Diagnosis typically includes testing for antibodies your body has made in response to Lyme bacteria. If antibiotic treatment is started early, the body may never develop antibodies. Somewhere between a few days and six weeks after a tick bite, blood tests called ELISA, EIA, and IFA can pick up antibodies: The IgM type of antibody is made first and then the IgG type. Antibodies can stick around for months or years, though, so they don’t tell you much about when you were infected or whether you are still infected. And unfortunately, the antibodies won’t protect you if you get another bite from a borrelia-carrying tick in the future (CDC, 2019i).

Antibody tests are not infallible, and they may come up with both false positive and false negative results. If an antibody test result is positive, standard practice is to do a Western blot or immunoblot test to rule out a false positive result and be more certain that borrelia bacteria are present. The antibody test followed by the Western blot is called a standard two-tiered test (STTT) (CDC, 2019e; Fallon & Sotsky, 2018).

The bigger problem is that the antibody tests frequently give negative results in people who are infected with borrelia, which would be called a false negative. According to the CDC, even weeks after a tick bite (stage 1), antibody tests will pick up only around 40 percent of cases. Even after months and progression to stage 2 disease with heart and nerve symptoms, only around 65 percent may be detected. It isn’t until stage 3, with arthritis, that most cases are detected with antibody tests (CDC, 2017).

There appear to be two ways to get better results by stage 2 that are not yet standard practice. One is to do two EIA tests, and the other is to use a test called VlsE or C6. Based on research in children with clinical symptoms of Lyme disease, researchers have suggested that when the STTT is negative but children have Lyme symptoms, additional tests should be carried out (Maulden et al., 2019).

IGeneX is a company that specializes in testing for Lyme and other tick-borne diseases, such as babesiosis and relapsing fever. It has developed an immunoblot test panel to pick up not only the most common Lyme-causing bacterium in the US, B. burgdorferi, but also all of the species that cause Lyme around the world (Liu et al., 2018). In addition to B. burgdorferi, a bacterium called B. mayonii appears to cause Lyme in the Midwest (CDC, 2019b). Lyme can manifest somewhat differently in Europe and Asia, where it’s primarily caused by the species B. garinii and B. afzelli, instead of B. burgdorferi. Infections from these different species of bacteria may present with different symptoms, and some species are more easily detected by existing tests than others.

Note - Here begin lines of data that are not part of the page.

//! Mock share code store.

use super::lock;
use crate::providers::ShareCodeStore;
use async_trait::async_trait;
use campus_gsr_core::{BookingId, GsrError, Result, ShareCode};
use std::collections::HashMap;
use std::sync::{Arc, Mutex};

/// Mock share code store.
#[derive(Debug, Clone, Default)]
pub struct InMemoryShareCodeStore {
    codes: Arc<Mutex<HashMap<String, ShareCode>>>,
}

impl InMemoryShareCodeStore {
    /// Create an empty store.
    #[must_use]
    pub fn new() -> Self {
        Self::default()
    }

    /// Get count of stored codes (for testing).
    ///
    /// # Errors
    ///
    /// Returns error if lock is poisoned.
    pub fn code_count(&self) -> Result<usize> {
        Ok(lock(&self.codes)?.len())
    }
}

#[async_trait]
impl ShareCodeStore for InMemoryShareCodeStore {
    async fn insert(&self, code: &ShareCode) -> Result<()> {
        let mut codes = lock(&self.codes)?;
        if codes.contains_key(&code.code) {
            return Err(GsrError::Conflict("Share code already exists".to_string()));
        }
        if codes.values().any(|c| c.booking == code.booking) {
            return Err(GsrError::Conflict("Booking already shared".to_string()));
        }
        codes.insert(code.code.clone(), code.clone());
        Ok(())
    }

    async fn by_code(&self, code: &str) -> Result<Option<ShareCode>> {
        Ok(lock(&self.codes)?.get(code).cloned())
    }

    async fn by_booking(&self, booking: BookingId) -> Result<Option<ShareCode>> {
        Ok(lock(&self.codes)?.values().find(|c| c.booking == booking).cloned())
    }

    async fn delete(&self, code: &str) -> Result<bool> {
        Ok(lock(&self.codes)?.remove(code).is_some())
    }
}
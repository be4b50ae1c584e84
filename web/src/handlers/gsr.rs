//! Booking endpoints under `/api/gsr`.

use crate::error::AppError;
use crate::extractors::{CorrelationId, Requester};
use crate::state::AppState;
use axum::{
    extract::{Path, Query, State},
    http::StatusCode,
    Json,
};
use campus_gsr_booking::{AvailabilityView, ReservationView, ReserveRequest};
use campus_gsr_core::{GroupId, Reservation, Room};
use campus_gsr_upstream::AvailabilityQuery;
use chrono::NaiveDate;
use serde::Deserialize;

/// Query string of `GET /availability/{lid}/{gid}`.
#[derive(Debug, Deserialize)]
pub struct AvailabilityParams {
    /// First day.
    pub start: Option<NaiveDate>,
    /// Last day.
    pub end: Option<NaiveDate>,
    /// Group context.
    pub group: Option<GroupId>,
}

/// Optional group context.
#[derive(Debug, Deserialize)]
pub struct GroupParam {
    /// Group context.
    pub group: Option<GroupId>,
}

/// Body of `POST /cancel`.
#[derive(Debug, Deserialize)]
pub struct CancelRequest {
    /// Upstream booking ID.
    pub booking_id: String,
}

/// `GET /locations`: active catalog rooms.
#[allow(clippy::unused_async)]
pub async fn locations(State(state): State<AppState>) -> Json<Vec<Room>> {
    Json(state.orchestrator.catalog().active().cloned().collect())
}

/// `GET /availability/{lid}/{gid}`.
///
/// # Errors
///
/// Mapped from the orchestrator.
pub async fn availability(
    State(state): State<AppState>,
    Path((lid, gid)): Path<(String, String)>,
    Query(params): Query<AvailabilityParams>,
    Requester(user): Requester,
) -> Result<Json<AvailabilityView>, AppError> {
    let query = AvailabilityQuery {
        lid,
        gid,
        start: params.start,
        end: params.end,
    };
    let view = state.orchestrator.availability(&query, &user, params.group).await?;
    Ok(Json(view))
}

/// `POST /book`: 201 with the reservation, or 409 with what was booked.
///
/// # Errors
///
/// Mapped from the orchestrator.
pub async fn book(
    State(state): State<AppState>,
    correlation_id: CorrelationId,
    Requester(user): Requester,
    Json(request): Json<ReserveRequest>,
) -> Result<(StatusCode, Json<Reservation>), AppError> {
    tracing::debug!(correlation_id = %correlation_id.0, gid = %request.gid, "Book requested");
    let reservation = state.orchestrator.reserve(request, &user).await?;
    Ok((StatusCode::CREATED, Json(reservation)))
}

/// `POST /cancel`.
///
/// # Errors
///
/// Mapped from the orchestrator.
pub async fn cancel(
    State(state): State<AppState>,
    Requester(user): Requester,
    Json(request): Json<CancelRequest>,
) -> Result<StatusCode, AppError> {
    state.orchestrator.cancel(&request.booking_id, &user).await?;
    Ok(StatusCode::NO_CONTENT)
}

/// `GET /reservations`.
///
/// # Errors
///
/// Mapped from the orchestrator.
pub async fn reservations(
    State(state): State<AppState>,
    Query(params): Query<GroupParam>,
    Requester(user): Requester,
) -> Result<Json<Vec<ReservationView>>, AppError> {
    Ok(Json(state.orchestrator.list_reservations(&user, params.group).await?))
}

To better detect Lyme very early after a tick bite, IGeneX has developed the IgX spot test that picks up white blood cells reacting to the infection. The company also recommends using PCR to detect DNA from all of these bacteria. (This is described nicely on the website Living with Lyme in an interview with the president of IGeneX, Jyotsna Shah, PhD.)

DNA and Culture Tests

Although antibody tests are flawed and it is tempting to use additional diagnostic tests such as PCR or culture tests, these tests have not been validated, and they can give incorrect or misleading results. PCR (polymerase chain reaction) is a very sensitive way to detect DNA; however, in early stages of infection, PCR tests for B. burgdorferi DNA on skin samples detect only around 60 percent of infections. PCR tests on blood samples are very insensitive. In late-stage infection, PCR testing of synovial fluid and cerebrospinal fluid is more useful, and it can accurately identify Lyme cases (CDC, 2017). If symptoms suggest infection of the central nervous system, then a spinal tap should be done and both DNA and antibodies should be measured and compared to levels in the blood drawn on the same day (Fallon & Sotsky, 2018). Scientists are developing different kinds of PCR tests that may be more accurate, like T2 magnetic resonance (Snyder et al., 2017).

Culture tests are not a great option—on skin and blood samples, they detect only about half of early-stage Lyme infections and no late-stage infections (CDC, 2017).

Measuring Brain Fog

Significant cognitive impairment is known to occur in Lyme disease, including problems with memory, finding words, fine motor control, and mental processing speed. Comprehensive testing by a professional can take hours and is expensive, but it can help you identify symptoms and determine whether they are responding to treatment. Shorter neurocognitive tests are available online, but they won’t be as complete or informative as a professional evaluation (Columbia University Lyme and Tick-Borne Diseases Research Center, 2018).

Ruling Out Other Diseases

The varied symptoms of Lyme disease and PTLDS may wax and wane. Sharp pains, joint pains, muscle aches, chest discomfort, abnormal heart rhythm, fatigue, malaise, recurrent rashes, memory lapses, difficulty concentrating, and other symptoms may come and go. Before diagnosing PTLDS, your doctor will want to rule out other diseases that could have similar symptoms, including fibromyalgia, chronic fatigue syndrome, lupus, and other tick-borne infections (see the conventional treatments section) (Fallon & Sotsky, 2018).

Diet And Supplements For Lyme Disease

There is no evidence that specific nutritional strategies are helpful in Lyme disease, but it would seem wise to support the immune system as much as possible to help the body fight the infection. Not every tick bite results in a Lyme infection. You might have immunity to tick saliva from previous exposure, and your immune cells may be able to mount a response on the spot that keeps the tick from being able to transmit bacteria. Unfortunately, ticks have evolved devious mechanisms to suppress immune responses in human skin so that they can feed unhindered (Kotál et al., 2015).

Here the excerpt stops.